A coaching candidate of mine, a brainiac doctor, recently went shopping for investment property in Toronto’s trendy Mount Pleasant district, and, like Van City, it’s going through insane price inflation completely unsupported by economic fundamentals.
Mount Pleasant Cemetery, Where Real Estate Dreams Go to Die
He put in an offer on:
-a renovated 3-bed townhome
-with a finished basement with its own separate entrance and fireplace
-asking $829,000
He offered full list price, and removed his building inspection condition. His offer (thankfully) wasn’t even close. An unconditional bully offer of $905,000 “won” the day. What a sucker.
If my coaching candidate had been successful, he would have had a “prize” that yields a cap rate of around 3% on rents of about $3,000 per month. This is not nearly high enough in my view to justify his investment. Cap rates should be at least 6.5% pa and preferably much higher. Obviously, he did not consult with his coach (a no-no) before making such an offer.

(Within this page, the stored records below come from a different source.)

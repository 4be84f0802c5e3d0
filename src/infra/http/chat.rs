use std::sync::Arc;

use axum::{
    Json,
    body::Body,
    extract::State,
    http::{HeaderValue, StatusCode, header},
    response::{IntoResponse, Response, Sse, sse::KeepAlive},
};
use axum_extra::extract::Multipart;
use serde::Deserialize;
use tracing::{debug, warn};

use crate::{
    application::{
        chat::{ReplyStream, live_render},
        error::HttpError,
        render::RenderMode,
    },
    domain::chat::ChatPrompt,
};

use super::{HttpState, multipart::read_chat_prompt};

const SOURCE_BASE: &str = "infra::http::chat";
const TEXT_PLAIN_UTF8: &str = "text/plain; charset=utf-8";
const EVENT_STREAM: &str = "text/event-stream";

#[derive(Debug, Deserialize)]
pub(super) struct ChatStreamRequest {
    #[serde(default)]
    message: Option<String>,
    #[serde(default)]
    model: Option<String>,
    #[serde(default)]
    temperature: Option<f64>,
}

/// `POST /grok`: stream the reply as chunked plain text.
pub(super) async fn grok(State(state): State<HttpState>, mut multipart: Multipart) -> Response {
    let prompt = match read_prompt(&state, &mut multipart).await {
        Ok(prompt) => prompt,
        Err(err) => return err.into_response(),
    };

    streaming_response(state.chat.reply(&prompt), TEXT_PLAIN_UTF8)
}

/// `POST /grok/live`: stream the reply as server-sent render events.
pub(super) async fn grok_live(
    State(state): State<HttpState>,
    mut multipart: Multipart,
) -> Response {
    let prompt = match read_prompt(&state, &mut multipart).await {
        Ok(prompt) => prompt,
        Err(err) => return err.into_response(),
    };

    let events = live_render(
        state.chat.reply(&prompt),
        Arc::clone(&state.render),
        RenderMode::Document,
    );
    Sse::new(events).keep_alive(KeepAlive::default()).into_response()
}

/// `POST /chat/stream`: relay a message to the upstream service.
pub(super) async fn chat_stream(
    State(state): State<HttpState>,
    Json(request): Json<ChatStreamRequest>,
) -> Response {
    let ChatStreamRequest {
        message,
        model,
        temperature,
    } = request;

    let Some(message) = message.filter(|value| !value.trim().is_empty()) else {
        return HttpError::new(
            SOURCE_BASE,
            StatusCode::BAD_REQUEST,
            "Request could not be processed",
            "`message` is required",
        )
        .into_response();
    };

    match state.chat.proxy(message, model, temperature) {
        Some(stream) => streaming_response(stream, EVENT_STREAM),
        None => {
            warn!(target = SOURCE_BASE, "chat stream requested without upstream");
            HttpError::new(
                SOURCE_BASE,
                StatusCode::SERVICE_UNAVAILABLE,
                "Upstream is not configured",
                "no upstream client available",
            )
            .into_response()
        }
    }
}

async fn read_prompt(
    state: &HttpState,
    multipart: &mut Multipart,
) -> Result<ChatPrompt, HttpError> {
    let prompt = read_chat_prompt(multipart, &state.uploads)
        .await
        .map_err(|err| err.into_http(state.upload_limit_bytes))?;

    debug!(
        target = SOURCE_BASE,
        has_message = prompt.message().is_some(),
        has_file = prompt.file().is_some(),
        "chat prompt received"
    );

    Ok(prompt)
}

fn streaming_response(stream: ReplyStream, content_type: &'static str) -> Response {
    let mut response = Response::new(Body::from_stream(stream));
    let headers = response.headers_mut();
    headers.insert(header::CONTENT_TYPE, HeaderValue::from_static(content_type));
    headers.insert(header::CACHE_CONTROL, HeaderValue::from_static("no-cache"));
    headers.insert(
        header::X_CONTENT_TYPE_OPTIONS,
        HeaderValue::from_static("nosniff"),
    );
    response
}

It’s my job to dissuade him from this strategy, and show him how to buy smarter plus how to animate/add value to real property so he doesn’t end up with a poorly performing portfolio.

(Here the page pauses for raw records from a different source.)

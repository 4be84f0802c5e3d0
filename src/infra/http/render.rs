use axum::{Json, extract::State};
use serde::Deserialize;

use crate::{
    application::{
        error::AppError,
        render::{RenderMode, RenderResult, RenderService, SegmentedRender},
    },
    domain::chat::RenderText,
};

use super::HttpState;

#[derive(Debug, Deserialize)]
pub(super) struct RenderRequest {
    #[serde(default)]
    text: Option<String>,
}

/// `POST /convert-markdown`: whole-document render.
pub(super) async fn convert_markdown(
    State(state): State<HttpState>,
    Json(request): Json<RenderRequest>,
) -> Result<Json<RenderResult>, AppError> {
    let text = RenderText::parse(request.text)?;
    Ok(Json(state.render.render(RenderMode::Document, text.as_str())))
}

/// `POST /process-text`: line-segmented render.
pub(super) async fn process_text(
    State(state): State<HttpState>,
    Json(request): Json<RenderRequest>,
) -> Result<Json<SegmentedRender>, AppError> {
    let text = RenderText::parse(request.text)?;
    Ok(Json(state.render.render_segmented(text.as_str())))
}
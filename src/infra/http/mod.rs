mod chat;
mod middleware;
mod multipart;
mod render;

use std::sync::Arc;

use axum::{
    Router,
    extract::DefaultBodyLimit,
    http::StatusCode,
    middleware as axum_middleware,
    routing::{get, post},
};

use crate::{
    application::{chat::ChatService, render::ComrakRenderService},
    infra::{assets, uploads::UploadStorage},
};

use middleware::{log_responses, set_request_context};

#[derive(Clone)]
pub struct HttpState {
    pub render: Arc<ComrakRenderService>,
    pub chat: Arc<ChatService>,
    pub uploads: Arc<UploadStorage>,
    pub upload_limit_bytes: u64,
}

pub fn build_router(state: HttpState) -> Router {
    let body_limit = usize::try_from(state.upload_limit_bytes).unwrap_or(usize::MAX);

    let chat_routes = Router::new()
        .route("/grok", post(chat::grok))
        .route("/grok/live", post(chat::grok_live))
        .layer(DefaultBodyLimit::max(body_limit));

    Router::new()
        .route("/", get(assets::serve_index))
        .route("/static/{*path}", get(assets::serve_frontend))
        .route("/_health", get(health))
        .route("/chat/stream", post(chat::chat_stream))
        .route("/convert-markdown", post(render::convert_markdown))
        .route("/process-text", post(render::process_text))
        .merge(chat_routes)
        .with_state(state)
        .layer(axum_middleware::from_fn(log_responses))
        .layer(axum_middleware::from_fn(set_request_context))
}

async fn health() -> StatusCode {
    StatusCode::NO_CONTENT
}
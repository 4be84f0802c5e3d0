use std::path::PathBuf;

use clap::{Args, Parser, Subcommand, ValueEnum, ValueHint, builder::BoolishValueParser};

/// Command-line arguments for the DeepChat binary.
#[derive(Debug, Parser)]
#[command(name = "deepchat", version, about = "DeepChat demo server")]
pub struct CliArgs {
    /// Optional path to a configuration file.
    #[arg(long = "config-file", env = "DEEPCHAT_CONFIG_FILE", value_name = "PATH")]
    pub config_file: Option<PathBuf>,

    #[command(subcommand)]
    pub command: Option<Command>,
}

#[derive(Debug, Subcommand, Clone)]
pub enum Command {
    /// Run the DeepChat HTTP server.
    Serve(Box<ServeArgs>),
    /// Render text to HTML and print the result as JSON.
    Render(RenderArgs),
}

#[derive(Debug, Args, Default, Clone)]
pub struct ServeArgs {
    #[command(flatten)]
    pub overrides: ServeOverrides,
}

#[derive(Debug, Clone, Copy, PartialEq, Eq, ValueEnum)]
pub enum ChatModeArg {
    Dummy,
    Proxy,
}

#[derive(Debug, Args, Default, Clone)]
pub struct ServeOverrides {
    /// Override the listener host.
    #[arg(long = "server-host", value_name = "HOST")]
    pub server_host: Option<String>,

    /// Override the listener port.
    #[arg(long = "server-port", value_name = "PORT")]
    pub server_port: Option<u16>,

    /// Override the base log level (trace|debug|info|warn|error).
    #[arg(long = "log-level", value_name = "LEVEL")]
    pub log_level: Option<String>,

    /// Toggle JSON logging.
    #[arg(
        long = "log-json",
        value_name = "BOOL",
        value_parser = BoolishValueParser::new()
    )]
    pub log_json: Option<bool>,

    /// Override the uploads directory.
    #[arg(long = "uploads-directory", value_name = "PATH")]
    pub uploads_directory: Option<PathBuf>,

    /// Override the maximum request size for uploads in bytes.
    #[arg(long = "uploads-max-request-bytes", value_name = "BYTES")]
    pub uploads_max_request_bytes: Option<u64>,

    /// Where replies come from.
    #[arg(long = "chat-mode", value_name = "MODE", value_enum)]
    pub chat_mode: Option<ChatModeArg>,

    /// Override the delay between streamed reply characters.
    #[arg(long = "chat-drip-interval-ms", value_name = "MILLIS")]
    pub chat_drip_interval_ms: Option<u64>,

    /// Override the number of characters streamed per tick.
    #[arg(long = "chat-drip-chunk-chars", value_name = "COUNT")]
    pub chat_drip_chunk_chars: Option<u32>,

    /// Override the upstream streaming endpoint.
    #[arg(long = "upstream-url", value_name = "URL")]
    pub upstream_url: Option<String>,

    /// Override the model forwarded upstream.
    #[arg(long = "upstream-model", value_name = "MODEL")]
    pub upstream_model: Option<String>,

    /// Override the sampling temperature forwarded upstream.
    #[arg(long = "upstream-temperature", value_name = "FLOAT")]
    pub upstream_temperature: Option<f64>,

    /// Override the upstream connect timeout.
    #[arg(long = "upstream-connect-timeout-seconds", value_name = "SECONDS")]
    pub upstream_connect_timeout_seconds: Option<u64>,
}

#[derive(Debug, Args, Clone)]
pub struct RenderArgs {
    /// Use line-segmented JSON detection instead of whole-document mode.
    #[arg(long, action = clap::ArgAction::SetTrue)]
    pub segmented: bool,

    /// File to render; reads standard input when omitted.
    #[arg(value_name = "FILE", value_hint = ValueHint::FilePath)]
    pub file: Option<PathBuf>,
}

By the way, investors in Vancouver are buying 0% cap rate property, an incredibly stupid idea since these markets (Vancouver and Toronto) have been known to correct by as much as 30% or even 40%. They’ll end up upside down on equity in a hurry in a down market. They are relying, of course, on the greater fool theory.
Don’t let this be you. ALWAYS BUY FOR CASHFLOW. Always. Then inflation in real property is like a bonus.
You make money in real estate when you buy (not when you sell), so buy smart.
@ profbruce @ quantum_entity
If you would like to experience some great real estate coaching, contact yours truly:
Bruce M
Firestone, B Eng (Civil), M Eng-Sci, PhD
613.762.8884
brucefirestone @ rogers.com
“Making each day count”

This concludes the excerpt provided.